(Saved data entries)
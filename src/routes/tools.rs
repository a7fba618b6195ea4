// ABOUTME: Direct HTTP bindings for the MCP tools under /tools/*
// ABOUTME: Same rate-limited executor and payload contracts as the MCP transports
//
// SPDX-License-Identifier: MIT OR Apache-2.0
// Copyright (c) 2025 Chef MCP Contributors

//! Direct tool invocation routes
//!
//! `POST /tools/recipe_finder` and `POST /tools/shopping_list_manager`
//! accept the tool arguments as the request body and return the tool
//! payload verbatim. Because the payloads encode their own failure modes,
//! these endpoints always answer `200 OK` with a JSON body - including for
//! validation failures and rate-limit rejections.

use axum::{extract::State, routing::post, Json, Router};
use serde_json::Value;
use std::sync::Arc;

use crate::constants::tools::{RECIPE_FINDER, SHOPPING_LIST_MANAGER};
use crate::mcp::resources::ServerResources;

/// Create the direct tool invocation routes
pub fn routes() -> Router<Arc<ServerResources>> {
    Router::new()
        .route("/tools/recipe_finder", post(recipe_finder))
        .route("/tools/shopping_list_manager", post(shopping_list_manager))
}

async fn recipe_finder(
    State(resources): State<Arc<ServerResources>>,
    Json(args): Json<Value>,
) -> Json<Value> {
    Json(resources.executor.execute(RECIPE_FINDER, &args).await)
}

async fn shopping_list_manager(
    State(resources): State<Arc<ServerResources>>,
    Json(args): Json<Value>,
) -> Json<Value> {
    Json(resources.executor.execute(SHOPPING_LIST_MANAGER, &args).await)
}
---
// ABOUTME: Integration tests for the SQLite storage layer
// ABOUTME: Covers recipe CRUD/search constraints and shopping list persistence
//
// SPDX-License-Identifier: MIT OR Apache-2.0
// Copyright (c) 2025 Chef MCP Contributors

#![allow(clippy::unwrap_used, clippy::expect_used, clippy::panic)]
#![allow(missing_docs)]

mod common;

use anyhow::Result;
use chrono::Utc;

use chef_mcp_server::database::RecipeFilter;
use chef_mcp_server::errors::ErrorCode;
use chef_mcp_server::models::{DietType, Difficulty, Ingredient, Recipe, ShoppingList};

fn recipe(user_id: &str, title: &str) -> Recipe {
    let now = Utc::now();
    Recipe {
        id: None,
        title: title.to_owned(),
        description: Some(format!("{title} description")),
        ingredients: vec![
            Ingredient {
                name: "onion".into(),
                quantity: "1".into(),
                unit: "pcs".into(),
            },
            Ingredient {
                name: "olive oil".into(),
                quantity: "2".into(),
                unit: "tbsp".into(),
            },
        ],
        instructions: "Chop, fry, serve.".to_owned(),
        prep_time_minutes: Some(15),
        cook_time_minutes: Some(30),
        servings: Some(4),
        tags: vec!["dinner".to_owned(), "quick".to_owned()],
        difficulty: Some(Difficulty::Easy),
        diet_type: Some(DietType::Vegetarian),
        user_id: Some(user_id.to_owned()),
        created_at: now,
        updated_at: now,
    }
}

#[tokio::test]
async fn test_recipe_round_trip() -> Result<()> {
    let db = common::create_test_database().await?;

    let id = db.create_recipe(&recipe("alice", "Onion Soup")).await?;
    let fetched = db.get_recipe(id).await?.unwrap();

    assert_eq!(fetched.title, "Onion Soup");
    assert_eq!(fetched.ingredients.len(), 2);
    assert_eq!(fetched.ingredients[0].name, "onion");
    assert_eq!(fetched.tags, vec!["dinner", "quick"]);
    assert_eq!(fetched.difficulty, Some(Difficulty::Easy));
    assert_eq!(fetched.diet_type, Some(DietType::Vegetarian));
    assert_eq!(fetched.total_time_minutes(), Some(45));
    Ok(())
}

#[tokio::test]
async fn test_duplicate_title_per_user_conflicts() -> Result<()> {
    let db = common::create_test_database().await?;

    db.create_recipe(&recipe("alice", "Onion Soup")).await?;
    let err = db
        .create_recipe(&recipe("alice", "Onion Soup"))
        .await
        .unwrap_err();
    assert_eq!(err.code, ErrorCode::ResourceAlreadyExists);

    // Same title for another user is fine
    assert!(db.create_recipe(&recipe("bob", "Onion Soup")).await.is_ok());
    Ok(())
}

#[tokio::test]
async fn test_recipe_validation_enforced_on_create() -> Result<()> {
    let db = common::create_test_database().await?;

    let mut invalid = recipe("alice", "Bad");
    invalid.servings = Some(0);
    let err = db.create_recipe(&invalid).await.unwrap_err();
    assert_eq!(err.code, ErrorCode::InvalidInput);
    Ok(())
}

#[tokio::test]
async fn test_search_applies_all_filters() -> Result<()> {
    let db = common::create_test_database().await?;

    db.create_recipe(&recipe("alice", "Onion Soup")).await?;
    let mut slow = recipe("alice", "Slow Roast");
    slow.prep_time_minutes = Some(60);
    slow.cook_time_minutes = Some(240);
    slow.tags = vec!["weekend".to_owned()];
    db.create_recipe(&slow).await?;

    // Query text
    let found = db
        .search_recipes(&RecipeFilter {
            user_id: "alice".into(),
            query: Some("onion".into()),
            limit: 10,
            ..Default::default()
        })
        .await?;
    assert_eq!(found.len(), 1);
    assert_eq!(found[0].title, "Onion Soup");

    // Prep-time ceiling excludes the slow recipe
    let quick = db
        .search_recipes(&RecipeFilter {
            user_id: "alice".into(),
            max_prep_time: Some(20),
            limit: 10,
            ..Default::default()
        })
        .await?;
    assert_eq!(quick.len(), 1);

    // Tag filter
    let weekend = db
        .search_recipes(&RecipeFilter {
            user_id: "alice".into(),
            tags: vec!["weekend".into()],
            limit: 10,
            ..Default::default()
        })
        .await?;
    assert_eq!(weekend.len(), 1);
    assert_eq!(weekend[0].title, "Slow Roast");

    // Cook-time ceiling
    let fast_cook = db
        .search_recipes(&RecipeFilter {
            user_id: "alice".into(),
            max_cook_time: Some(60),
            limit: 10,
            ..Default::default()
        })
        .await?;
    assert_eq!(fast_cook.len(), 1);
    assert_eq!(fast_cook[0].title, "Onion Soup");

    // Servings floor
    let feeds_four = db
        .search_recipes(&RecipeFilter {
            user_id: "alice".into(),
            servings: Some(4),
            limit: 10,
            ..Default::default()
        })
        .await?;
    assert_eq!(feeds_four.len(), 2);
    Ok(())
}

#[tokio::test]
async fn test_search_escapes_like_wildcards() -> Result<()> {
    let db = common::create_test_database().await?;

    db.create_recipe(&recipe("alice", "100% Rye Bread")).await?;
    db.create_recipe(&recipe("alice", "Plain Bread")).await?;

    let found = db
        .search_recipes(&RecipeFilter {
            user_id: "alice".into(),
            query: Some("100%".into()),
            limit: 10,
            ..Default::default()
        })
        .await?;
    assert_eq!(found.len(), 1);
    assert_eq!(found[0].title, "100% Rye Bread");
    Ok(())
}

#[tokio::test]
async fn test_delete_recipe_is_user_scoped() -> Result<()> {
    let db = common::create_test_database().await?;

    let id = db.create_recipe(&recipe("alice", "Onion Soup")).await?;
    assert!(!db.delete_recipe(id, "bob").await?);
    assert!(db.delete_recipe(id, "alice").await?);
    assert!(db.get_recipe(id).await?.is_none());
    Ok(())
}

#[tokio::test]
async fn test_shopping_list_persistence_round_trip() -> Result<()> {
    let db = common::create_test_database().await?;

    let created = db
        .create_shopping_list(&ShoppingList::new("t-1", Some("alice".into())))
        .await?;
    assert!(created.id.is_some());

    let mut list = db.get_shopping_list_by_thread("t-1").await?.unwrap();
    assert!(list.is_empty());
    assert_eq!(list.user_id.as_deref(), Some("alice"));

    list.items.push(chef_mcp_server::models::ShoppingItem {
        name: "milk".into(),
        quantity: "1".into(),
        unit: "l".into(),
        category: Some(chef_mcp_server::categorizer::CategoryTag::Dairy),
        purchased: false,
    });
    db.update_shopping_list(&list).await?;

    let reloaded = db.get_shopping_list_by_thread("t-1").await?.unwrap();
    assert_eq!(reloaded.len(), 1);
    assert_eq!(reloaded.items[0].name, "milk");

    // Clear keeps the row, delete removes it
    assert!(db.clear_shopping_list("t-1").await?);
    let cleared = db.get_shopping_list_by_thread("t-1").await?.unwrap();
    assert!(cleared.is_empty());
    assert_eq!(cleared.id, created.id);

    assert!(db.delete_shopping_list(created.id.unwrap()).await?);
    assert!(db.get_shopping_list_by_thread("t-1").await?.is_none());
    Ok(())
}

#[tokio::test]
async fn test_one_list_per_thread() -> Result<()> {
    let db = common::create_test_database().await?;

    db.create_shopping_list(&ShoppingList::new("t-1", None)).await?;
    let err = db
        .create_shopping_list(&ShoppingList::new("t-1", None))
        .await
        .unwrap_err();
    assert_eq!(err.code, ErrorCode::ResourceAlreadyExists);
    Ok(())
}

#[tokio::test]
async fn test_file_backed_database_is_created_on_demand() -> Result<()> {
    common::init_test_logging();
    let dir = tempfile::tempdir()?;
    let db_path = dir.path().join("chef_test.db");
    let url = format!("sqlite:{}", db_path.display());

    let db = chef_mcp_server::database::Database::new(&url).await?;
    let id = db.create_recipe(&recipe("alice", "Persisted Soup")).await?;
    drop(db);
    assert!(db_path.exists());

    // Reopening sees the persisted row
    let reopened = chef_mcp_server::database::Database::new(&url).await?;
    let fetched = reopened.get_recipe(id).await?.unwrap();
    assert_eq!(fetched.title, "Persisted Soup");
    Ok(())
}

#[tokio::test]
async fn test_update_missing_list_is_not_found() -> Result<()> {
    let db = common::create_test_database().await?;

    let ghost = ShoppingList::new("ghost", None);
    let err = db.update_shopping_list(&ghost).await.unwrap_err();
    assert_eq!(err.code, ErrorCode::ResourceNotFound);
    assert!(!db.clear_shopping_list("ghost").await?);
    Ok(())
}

- **Task prompt**
Return, from the data, each line that has the word "quick" in it.

- **Solution**
        tags: vec!["dinner".to_owned(), "quick".to_owned()],
    assert_eq!(fetched.tags, vec!["dinner", "quick"]);
    let quick = db
    assert_eq!(quick.len(), 1);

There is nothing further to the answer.